Besides Gold, Economists Don't Agree On Much

The squabbling between economists has reached a new level over the weekend when they couldn't even agree on whether they disagreed. According to economist Paul Krugman they are "deeply divided and very, very ideological." This debate occurred at the Jan. 5 annual meeting of the American Economic Association.

By Peter Coy
January 06, 2013
Business Week

Professional geographers agree that you can’t fall off the edge of the world by sailing too far in the wrong direction. Economists as an academic discipline have had more trouble coming to agreement on what works and what fails in their world. Stimulus or austerity? Looser money or tighter money? The seemingly unresolvable fights in academia are an embarrassment to a profession that aspires to the gravitas of, say, chemists or physicists.

The squabbling reached a new height of awkwardness over the weekend at a major meeting in San Diego, where leading economists couldn’t even agree on whether they disagreed. Some scholars said a panel of experts organized by the University of Chicago’s Booth School of Business showed a remarkably strong consensus among top economists on key issues. Yet Paul Krugman, a Nobel laureate from Princeton University and New York Times columnist, was having none of it.

“We are, despite what the panel says, deeply divided and very, very ideological,” Krugman said. Agreeing with him was Justin Wolfers of the University of Michigan, who said “it’s crystal clear” that ideology matters on certain core questions such as the pros and cons of fiscal stimulus.

The debate occurred on Jan. 5 at the annual meeting of the American Economic Association, which draws thousands of academic economists from the U.S. and other countries. It concerned 80 questions asked of a panel of 41 distinguished economics professors at seven top universities, described by the Booth school’s Initiative on Global Markets as “a group with impeccable qualifications to speak on public policy matters.” The panel included old, young, left, right, female, male, macro, and microeconomists. Among them were University of Chicago’s Austan Goolsbee, a former Obama administration adviser, on the left and Stanford University’s Caroline Hoxby and Edward Lazear on the right.

Roger Gordon of the University of California at San Diego and Monika Piazzesi of Stanford said they couldn’t see any serious divisions in the panel based on gender, age, political leaning, or any other observable characteristic. They considered that good news for the profession. “We’re ‘social scientists’!” Gordon wrote in a slide presentation.

Wolfers said those researchers were missing the effect of political leanings by categorizing most of the group as neither left nor right. He came up with his own subjective categorization of all 41—in one case identifying a professor as left-leaning because he wore a tie-dyed shirt on his Facebook (FB) page. Using that categorization, Wolfers (a ponytailed leftie) said that even if the 41 economists on the panel weren’t cleanly split overall—they were unanimously against returning to the gold standard, for example—there were striking gaps on macroeconomic policy between what he called “Team Blue” and “Team Red.”

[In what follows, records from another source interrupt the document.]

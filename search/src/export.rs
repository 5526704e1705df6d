//! Graph export document: the handoff to external renderers.

use serde::{Deserialize, Serialize};

use blocks_kernel::canon::hash::{canonical_hash, ContentHash, DOMAIN_GRAPH_EXPORT};
use blocks_kernel::canon::json::{to_canonical_bytes, CanonError};
use blocks_kernel::canon::key::state_fingerprint;
use blocks_kernel::domain::object::ObjectRecord;
use blocks_kernel::operators::action::Action;

use crate::analysis::GraphStats;
use crate::recorder::{NodeId, Recorder};

/// One exported node.
#[derive(Debug, Clone, PartialEq, Eq, Serialize, Deserialize)]
pub struct ExportNode {
    pub id: NodeId,
    pub parent: Option<NodeId>,
    pub children: Vec<NodeId>,
    pub depth: u32,
    pub action: Option<Action>,
    pub description: Option<String>,
    pub target_match: bool,
    pub state_fingerprint: String,
    #[serde(default, skip_serializing_if = "Option::is_none")]
    pub state: Option<Vec<ObjectRecord>>,
}

/// The full arena plus its statistics.
#[derive(Debug, Clone, PartialEq, Eq, Serialize, Deserialize)]
pub struct GraphExport {
    pub nodes: Vec<ExportNode>,
    pub stats: GraphStats,
}

impl GraphExport {
    /// Export every node, in id order. `include_states` adds the object
    /// records of each node.
    #[must_use]
    pub fn from_recorder(recorder: &Recorder, include_states: bool) -> Self {
        let nodes = recorder
            .nodes()
            .iter()
            .map(|n| ExportNode {
                id: n.id,
                parent: n.parent,
                children: n.children.clone(),
                depth: n.depth,
                action: n.action,
                description: n.description.clone(),
                target_match: n.target_match,
                state_fingerprint: state_fingerprint(&n.state).as_str().to_string(),
                state: include_states.then(|| n.state.to_records()),
            })
            .collect();
        Self {
            nodes,
            stats: GraphStats::of(recorder),
        }
    }

    /// Canonical JSON bytes (sorted keys, compact).
    ///
    /// # Errors
    ///
    /// Returns [`CanonError`] if the document does not serialize.
    pub fn to_canonical_bytes(&self) -> Result<Vec<u8>, CanonError> {
        to_canonical_bytes(self)
    }

    /// Content hash of the canonical bytes.
    ///
    /// # Errors
    ///
    /// Returns [`CanonError`] if the document does not serialize.
    pub fn digest(&self) -> Result<ContentHash, CanonError> {
        Ok(canonical_hash(DOMAIN_GRAPH_EXPORT, &self.to_canonical_bytes()?))
    }
}

impl Recorder {
    /// Serialize the full arena for external visualization.
    #[must_use]
    pub fn export_graph(&self, include_states: bool) -> GraphExport {
        GraphExport::from_recorder(self, include_states)
    }
}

Krugman said the panel would have been even more divided if it had reflected the entire spectrum of academic opinion. He also said only two of the 80 questions asked of the panel got at the profession’s disagreement over macroeconomic policies. “This is a large part of what the world counts on us to do,” he said.

Then again, maybe the world isn’t counting on academic economists that heavily. Another paper presented at the same session showed that the public doesn’t see the world the way economists do. What’s more, being told what the academically “correct” answer to a question is doesn’t change their minds. Said Robert Hall, an economist at Stanford and the Hoover Institution: “The average American thinks economists are the masters of an alien religion. It’s really deeply shocking.”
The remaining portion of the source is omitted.